5.      A INCONSTITUCIONALIDADE E SUAS MANIFESTAÇÕES
a.      A inconstitucionalidade basicamente se manifesta em quatro situações.
b.      A primeira é o desrespeito à forma prescrita, cuja ineficácia se dá ao desrespeito das fórmulas constitucionais para a ação legislativa, limitando-a, além da própria forma de publicação determinada por lei e a inserção no Diário Oficial.
c.       A segunda é a inobservância da condição estabelecida, estritamente relacionada à coatividade das normas constitucionais; para ser reconhecida a validade de determinado ato normativo, é necessário que as circunstâncias previstas para sua existência sejam, integralmente, respeitadas – senão, caracteriza-se inconstitucionalidade por omissão.

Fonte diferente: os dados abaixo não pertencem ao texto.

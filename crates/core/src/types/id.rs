//! Newtype IDs for type-safe entity references.
//!
//! Use the `define_id!` macro to create type-safe ID wrappers that prevent
//! accidentally mixing IDs from different entity types.

/// Macro to define a type-safe ID wrapper.
///
/// Creates a newtype wrapper around `i32` with:
/// - `Serialize`/`Deserialize` with `#[serde(transparent)]`
/// - `Debug`, `Clone`, `Copy`, `PartialEq`, `Eq`, `Hash`
/// - Conversion methods: `new()`, `as_i32()`
/// - `From<i32>` and `Into<i32>` implementations
/// - `sqlx` `Type`, `Encode`, and `Decode` implementations (with `postgres` feature)
///
/// # Example
///
/// ```rust
/// # use rakuda_core::define_id;
/// define_id!(ListingId);
/// define_id!(OrderId);
///
/// let listing_id = ListingId::new(1);
/// let order_id = OrderId::new(1);
///
/// // These are different types, so this won't compile:
/// // let _: ListingId = order_id;
/// ```
#[macro_export]
macro_rules! define_id {
    ($name:ident) => {
        #[derive(
            Debug,
            Clone,
            Copy,
            PartialEq,
            Eq,
            Hash,
            ::serde::Serialize,
            ::serde::Deserialize
        )]
        #[serde(transparent)]
        pub struct $name(i32);

        impl $name {
            /// Create a new ID from an i32 value.
            #[must_use]
            pub const fn new(id: i32) -> Self {
                Self(id)
            }

            /// Get the underlying i32 value.
            #[must_use]
            pub const fn as_i32(&self) -> i32 {
                self.0
            }
        }

        impl ::core::fmt::Display for $name {
            fn fmt(&self, f: &mut ::core::fmt::Formatter<'_>) -> ::core::fmt::Result {
                write!(f, "{}", self.0)
            }
        }

        impl From<i32> for $name {
            fn from(id: i32) -> Self {
                Self(id)
            }
        }

        impl From<$name> for i32 {
            fn from(id: $name) -> Self {
                id.0
            }
        }

        #[cfg(feature = "postgres")]
        impl ::sqlx::Type<::sqlx::Postgres> for $name {
            fn type_info() -> ::sqlx::postgres::PgTypeInfo {
                <i32 as ::sqlx::Type<::sqlx::Postgres>>::type_info()
            }

            fn compatible(ty: &::sqlx::postgres::PgTypeInfo) -> bool {
                <i32 as ::sqlx::Type<::sqlx::Postgres>>::compatible(ty)
            }
        }

        #[cfg(feature = "postgres")]
        impl<'r> ::sqlx::Decode<'r, ::sqlx::Postgres> for $name {
            fn decode(
                value: ::sqlx::postgres::PgValueRef<'r>,
            ) -> ::core::result::Result<Self, ::sqlx::error::BoxDynError> {
                let id = <i32 as ::sqlx::Decode<::sqlx::Postgres>>::decode(value)?;
                Ok(Self(id))
            }
        }

        #[cfg(feature = "postgres")]
        impl ::sqlx::Encode<'_, ::sqlx::Postgres> for $name {
            fn encode_by_ref(
                &self,
                buf: &mut ::sqlx::postgres::PgArgumentBuffer,
            ) -> ::std::result::Result<::sqlx::encode::IsNull, ::sqlx::error::BoxDynError> {
                <i32 as ::sqlx::Encode<::sqlx::Postgres>>::encode_by_ref(&self.0, buf)
            }
        }
    };
}

// Define standard entity IDs
define_id!(ProductId);
define_id!(ListingId);
define_id!(OrderId);
define_id!(ShipmentId);
define_id!(TemplateId);
define_id!(MessageId);
define_id!(SessionId);

#[cfg(test)]
#[allow(clippy::unwrap_used)]
mod tests {
    use super::*;

    #[test]
    fn serde_is_transparent() {
        let id = ListingId::new(42);
        let json = serde_json::to_string(&id).unwrap();
        assert_eq!(json, "42");

        let back: ListingId = serde_json::from_str("42").unwrap();
        assert_eq!(back, id);
    }

    #[test]
    fn display_matches_inner_value() {
        assert_eq!(OrderId::new(7).to_string(), "7");
    }
}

d.      A terceira é a ausência da competência ao órgão legiferante. Diferente do modelo inglês – que preza pela supremacia e soberania do Parlamento –, nos países que adotam o tipo americano as autoridades legislativas não possuem tal condição, dado que, nesses Estados, a supremacia é da Constituição, sendo intangível, ilimitada, absoluta e a fonte dos poderes dos órgãos ao determiná-los e restringi-los. Essa situação é observada tanto pela não determinação de certos poderes ao Congresso para redigir legislação sobre certa matéria como também quando houver invasão deste em competências de outros entes, configurando usurpação por parte da legislatura.
e.       A quarta é a violação de direitos e garantias protegidos pela Constituição, sendo o caso mais constante de fundamentação de inconstitucionalidade, segundo o autor, agindo de modo manifesto, explícito a tornar a lei ineficaz. A violação pode se dar de modo mediato ou indireto, ao lesar direitos e garantias, implícitos ou não, desde que constituintes do regime democrático apregoado, decorrentes dos pilares que sustentam a sua vigência.

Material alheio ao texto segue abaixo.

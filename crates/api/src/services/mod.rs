//! Business logic services for the back-office API.
//!
//! # Services
//!
//! - `alerts` - Low-stock inventory scanning and digest emails
//! - `audit` - Best-effort audit trail writes
//! - `mailer` - Email delivery via SMTP
//! - `messages` - Buyer message rendering and delivery
//! - `rates` - Exchange-rate fetching, storage, and cache
//! - `repricer` - Pricing recommendations and marketplace price pushes
//! - `shipment_queue` - Shipment job queue worker

pub mod alerts;
pub mod audit;
pub mod mailer;
pub mod messages;
pub mod rates;
pub mod repricer;
pub mod shipment_queue;

pub use alerts::AlertsService;
pub use audit::AuditService;
pub use mailer::Mailer;
pub use messages::MessageService;
pub use rates::RatesService;
pub use repricer::RepricerService;
pub use shipment_queue::ShipmentQueue;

6.      A PRESUNÇÃO DE CONSTITUCIONALIDADE
a.       É pacífico o entendimento doutrinário do princípio da presunção de constitucionalidade dos atos normativos publicados, pois, ao momento de sua publicação e início de vigência, as discussões concernentes à consonância com a Lei Magna já foram examinadas e apuradas, de modo que se presume boa e válida a espécie normativa. Essa concepção se apresenta principalmente sob o argumento de que, com a existência e colaboração das comissões técnicas (principalmente CCJ), para o Legislativo, e os instrumentos jurídicos e precedentes judiciais, para o Executivo, são suficientes para a compreensão dos dispositivos constitucionais e os atos, portanto, são, teoricamente, válidos.

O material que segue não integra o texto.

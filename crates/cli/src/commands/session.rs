//! Operator session management.
//!
//! # Usage
//!
//! ```bash
//! # 30-day session for a person
//! rakuda session issue --label "meg-laptop"
//!
//! # Short-lived session for a script
//! rakuda session issue --label "repricer-cron" --ttl-hours 24
//! ```
//!
//! The plaintext token is written to stdout exactly once; only its
//! SHA-256 hash is stored. Lose the token, revoke the session and issue
//! a new one.
//!
//! # Environment Variables
//!
//! - `RAKUDA_DATABASE_URL` - `PostgreSQL` connection string
//!   (falls back to `DATABASE_URL`)

use rand::RngCore;
use secrecy::ExposeSecret;
use sqlx::PgPool;
use tracing::info;

use rakuda_api::db::sessions;
use rakuda_api::middleware::token_hash;

/// Errors that can occur while issuing a session.
#[derive(Debug, thiserror::Error)]
pub enum SessionError {
    /// Neither `RAKUDA_DATABASE_URL` nor `DATABASE_URL` is set.
    #[error("Missing environment variable: RAKUDA_DATABASE_URL (or DATABASE_URL)")]
    MissingDatabaseUrl,

    /// The label is empty or too long.
    #[error("Invalid label: {0}")]
    InvalidLabel(String),

    /// The TTL is not a positive number of hours.
    #[error("Invalid TTL: {0} hours")]
    InvalidTtl(i64),

    /// Database error.
    #[error("Database error: {0}")]
    Database(#[from] rakuda_api::db::RepositoryError),

    /// Connection error.
    #[error("Connection error: {0}")]
    Connection(#[from] sqlx::Error),
}

/// Issue a session and print its bearer token.
///
/// # Arguments
///
/// * `label` - Who or what the session is for
/// * `ttl_hours` - Session lifetime in hours
///
/// # Errors
///
/// Returns an error if the label or TTL is invalid, or the insert fails.
pub async fn issue(label: &str, ttl_hours: i64) -> Result<(), SessionError> {
    dotenvy::dotenv().ok();

    let label = label.trim();
    if label.is_empty() || label.len() > 80 {
        return Err(SessionError::InvalidLabel(label.to_owned()));
    }
    if ttl_hours <= 0 {
        return Err(SessionError::InvalidTtl(ttl_hours));
    }

    let database_url = super::database_url().ok_or(SessionError::MissingDatabaseUrl)?;

    info!("Connecting to database...");
    let pool = PgPool::connect(database_url.expose_secret()).await?;

    let mut bytes = [0u8; 32];
    rand::rng().fill_bytes(&mut bytes);
    let token = hex::encode(bytes);

    let session = sessions::create(
        &pool,
        &token_hash(&token),
        label,
        chrono::Duration::hours(ttl_hours),
    )
    .await?;

    // The token goes to stdout so it can be captured by scripts;
    // everything else goes through tracing.
    #[allow(clippy::print_stdout)]
    {
        println!("{token}");
    }

    info!(
        session_id = %session.id,
        label,
        expires_at = %session.expires_at,
        "Session issued"
    );
    info!("The token above is shown once and stored only as a hash.");

    Ok(())
}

b.      Desse modo, a decisão nos tribunais, quando não há violação clara, completa e inequívoca, é sempre a favor, e não contra a presunção de constitucionalidade (uma espécie de “in dubio pro lege”). A declaração de inconstitucionalidade, por sua vez, só deve ser executada quando da impossibilidade de compatibilização da lei em relação à Constituição, devendo haver a maior harmonização possível pelo julgador antes de fazê-lo, como é possível, por exemplo, através da adoção de uma interpretação que permite a sua eficácia.